# WHAT YOU HAVE TO DO
The entries should be restated word for word.
SOURCE DATA below:
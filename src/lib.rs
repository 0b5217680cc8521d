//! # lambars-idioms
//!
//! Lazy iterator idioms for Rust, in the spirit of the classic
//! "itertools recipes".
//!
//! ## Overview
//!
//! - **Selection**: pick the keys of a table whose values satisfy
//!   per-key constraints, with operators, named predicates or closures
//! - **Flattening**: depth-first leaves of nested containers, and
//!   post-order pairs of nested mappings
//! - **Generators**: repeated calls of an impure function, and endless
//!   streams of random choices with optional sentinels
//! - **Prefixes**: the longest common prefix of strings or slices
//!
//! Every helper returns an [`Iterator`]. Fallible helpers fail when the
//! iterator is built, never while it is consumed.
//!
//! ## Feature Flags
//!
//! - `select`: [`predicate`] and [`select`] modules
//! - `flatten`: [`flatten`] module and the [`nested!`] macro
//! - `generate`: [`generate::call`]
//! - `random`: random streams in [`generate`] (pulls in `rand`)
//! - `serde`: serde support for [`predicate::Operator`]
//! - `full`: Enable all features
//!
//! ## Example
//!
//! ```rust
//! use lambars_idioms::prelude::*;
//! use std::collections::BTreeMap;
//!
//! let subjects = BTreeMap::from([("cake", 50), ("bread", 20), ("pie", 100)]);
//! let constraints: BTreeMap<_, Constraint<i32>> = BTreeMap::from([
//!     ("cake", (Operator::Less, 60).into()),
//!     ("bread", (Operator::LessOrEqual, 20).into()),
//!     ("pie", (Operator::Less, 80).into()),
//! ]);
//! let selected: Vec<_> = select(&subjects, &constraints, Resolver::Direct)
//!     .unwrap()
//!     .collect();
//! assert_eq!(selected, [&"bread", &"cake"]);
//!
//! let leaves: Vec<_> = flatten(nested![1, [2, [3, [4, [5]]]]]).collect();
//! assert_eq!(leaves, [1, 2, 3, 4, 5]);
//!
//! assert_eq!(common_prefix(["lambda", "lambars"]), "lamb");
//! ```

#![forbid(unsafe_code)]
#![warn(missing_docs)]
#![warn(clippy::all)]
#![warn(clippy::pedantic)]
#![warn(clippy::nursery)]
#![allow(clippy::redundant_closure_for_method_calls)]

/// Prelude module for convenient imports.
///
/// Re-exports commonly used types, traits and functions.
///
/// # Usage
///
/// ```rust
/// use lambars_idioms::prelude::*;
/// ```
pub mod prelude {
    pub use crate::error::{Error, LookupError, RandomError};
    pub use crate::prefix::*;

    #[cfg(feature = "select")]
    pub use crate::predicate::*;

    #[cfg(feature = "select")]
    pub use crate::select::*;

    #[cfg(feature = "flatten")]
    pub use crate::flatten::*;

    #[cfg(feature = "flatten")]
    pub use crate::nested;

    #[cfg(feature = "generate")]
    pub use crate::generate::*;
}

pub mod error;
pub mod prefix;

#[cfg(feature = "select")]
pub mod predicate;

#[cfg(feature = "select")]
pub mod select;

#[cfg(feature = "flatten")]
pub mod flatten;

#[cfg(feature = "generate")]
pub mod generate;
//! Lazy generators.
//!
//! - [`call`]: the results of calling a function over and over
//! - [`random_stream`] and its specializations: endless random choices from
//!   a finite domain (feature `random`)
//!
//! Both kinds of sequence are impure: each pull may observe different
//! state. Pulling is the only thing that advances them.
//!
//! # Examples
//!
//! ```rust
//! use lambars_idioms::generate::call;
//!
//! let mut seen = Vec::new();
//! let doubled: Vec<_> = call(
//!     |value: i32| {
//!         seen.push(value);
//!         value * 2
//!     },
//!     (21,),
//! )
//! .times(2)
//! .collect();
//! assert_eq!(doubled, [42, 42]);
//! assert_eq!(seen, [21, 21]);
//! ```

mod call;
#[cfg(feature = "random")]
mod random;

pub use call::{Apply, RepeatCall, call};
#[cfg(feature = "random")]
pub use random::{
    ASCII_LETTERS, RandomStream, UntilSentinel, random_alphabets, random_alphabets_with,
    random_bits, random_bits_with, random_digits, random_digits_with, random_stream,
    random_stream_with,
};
End of SOURCE DATA.
# EXERCISE ANSWER
filename src/lib.rs
repository 0b5217680cc8521d
//! # lambars-idioms
//!
//! Lazy iterator idioms for Rust, in the spirit of the classic
//! "itertools recipes".
//!
//! ## Overview
//!
//! - **Selection**: pick the keys of a table whose values satisfy
//!   per-key constraints, with operators, named predicates or closures
//! - **Flattening**: depth-first leaves of nested containers, and
//!   post-order pairs of nested mappings
//! - **Generators**: repeated calls of an impure function, and endless
//!   streams of random choices with optional sentinels
//! - **Prefixes**: the longest common prefix of strings or slices
//!
//! Every helper returns an [`Iterator`]. Fallible helpers fail when the
//! iterator is built, never while it is consumed.
//!
//! ## Feature Flags
//!
//! - `select`: [`predicate`] and [`select`] modules
//! - `flatten`: [`flatten`] module and the [`nested!`] macro
//! - `generate`: [`generate::call`]
//! - `random`: random streams in [`generate`] (pulls in `rand`)
//! - `serde`: serde support for [`predicate::Operator`]
//! - `full`: Enable all features
//!
//! ## Example
//!
//! ```rust
//! use lambars_idioms::prelude::*;
//! use std::collections::BTreeMap;
//!
//! let subjects = BTreeMap::from([("cake", 50), ("bread", 20), ("pie", 100)]);
//! let constraints: BTreeMap<_, Constraint<i32>> = BTreeMap::from([
//!     ("cake", (Operator::Less, 60).into()),
//!     ("bread", (Operator::LessOrEqual, 20).into()),
//!     ("pie", (Operator::Less, 80).into()),
//! ]);
//! let selected: Vec<_> = select(&subjects, &constraints, Resolver::Direct)
//!     .unwrap()
//!     .collect();
//! assert_eq!(selected, [&"bread", &"cake"]);
//!
//! let leaves: Vec<_> = flatten(nested![1, [2, [3, [4, [5]]]]]).collect();
//! assert_eq!(leaves, [1, 2, 3, 4, 5]);
//!
//! assert_eq!(common_prefix(["lambda", "lambars"]), "lamb");
//! ```

#![forbid(unsafe_code)]
#![warn(missing_docs)]
#![warn(clippy::all)]
#![warn(clippy::pedantic)]
#![warn(clippy::nursery)]
#![allow(clippy::redundant_closure_for_method_calls)]

/// Prelude module for convenient imports.
///
/// Re-exports commonly used types, traits and functions.
///
/// # Usage
///
/// ```rust
/// use lambars_idioms::prelude::*;
/// ```
pub mod prelude {
    pub use crate::error::{Error, LookupError, RandomError};
    pub use crate::prefix::*;

    #[cfg(feature = "select")]
    pub use crate::predicate::*;

    #[cfg(feature = "select")]
    pub use crate::select::*;

    #[cfg(feature = "flatten")]
    pub use crate::flatten::*;

    #[cfg(feature = "flatten")]
    pub use crate::nested;

    #[cfg(feature = "generate")]
    pub use crate::generate::*;
}

pub mod error;
pub mod prefix;

#[cfg(feature = "select")]
pub mod predicate;

#[cfg(feature = "select")]
pub mod select;

#[cfg(feature = "flatten")]
pub mod flatten;

#[cfg(feature = "generate")]
pub mod generate;
//! Lazy generators.
//!
//! - [`call`]: the results of calling a function over and over
//! - [`random_stream`] and its specializations: endless random choices from
//!   a finite domain (feature `random`)
//!
//! Both kinds of sequence are impure: each pull may observe different
//! state. Pulling is the only thing that advances them.
//!
//! # Examples
//!
//! ```rust
//! use lambars_idioms::generate::call;
//!
//! let mut seen = Vec::new();
//! let doubled: Vec<_> = call(
//!     |value: i32| {
//!         seen.push(value);
//!         value * 2
//!     },
//!     (21,),
//! )
//! .times(2)
//! .collect();
//! assert_eq!(doubled, [42, 42]);
//! assert_eq!(seen, [21, 21]);
//! ```

mod call;
#[cfg(feature = "random")]
mod random;

pub use call::{Apply, RepeatCall, call};
#[cfg(feature = "random")]
pub use random::{
    ASCII_LETTERS, RandomStream, UntilSentinel, random_alphabets, random_alphabets_with,
    random_bits, random_bits_with, random_digits, random_digits_with, random_stream,
    random_stream_with,
};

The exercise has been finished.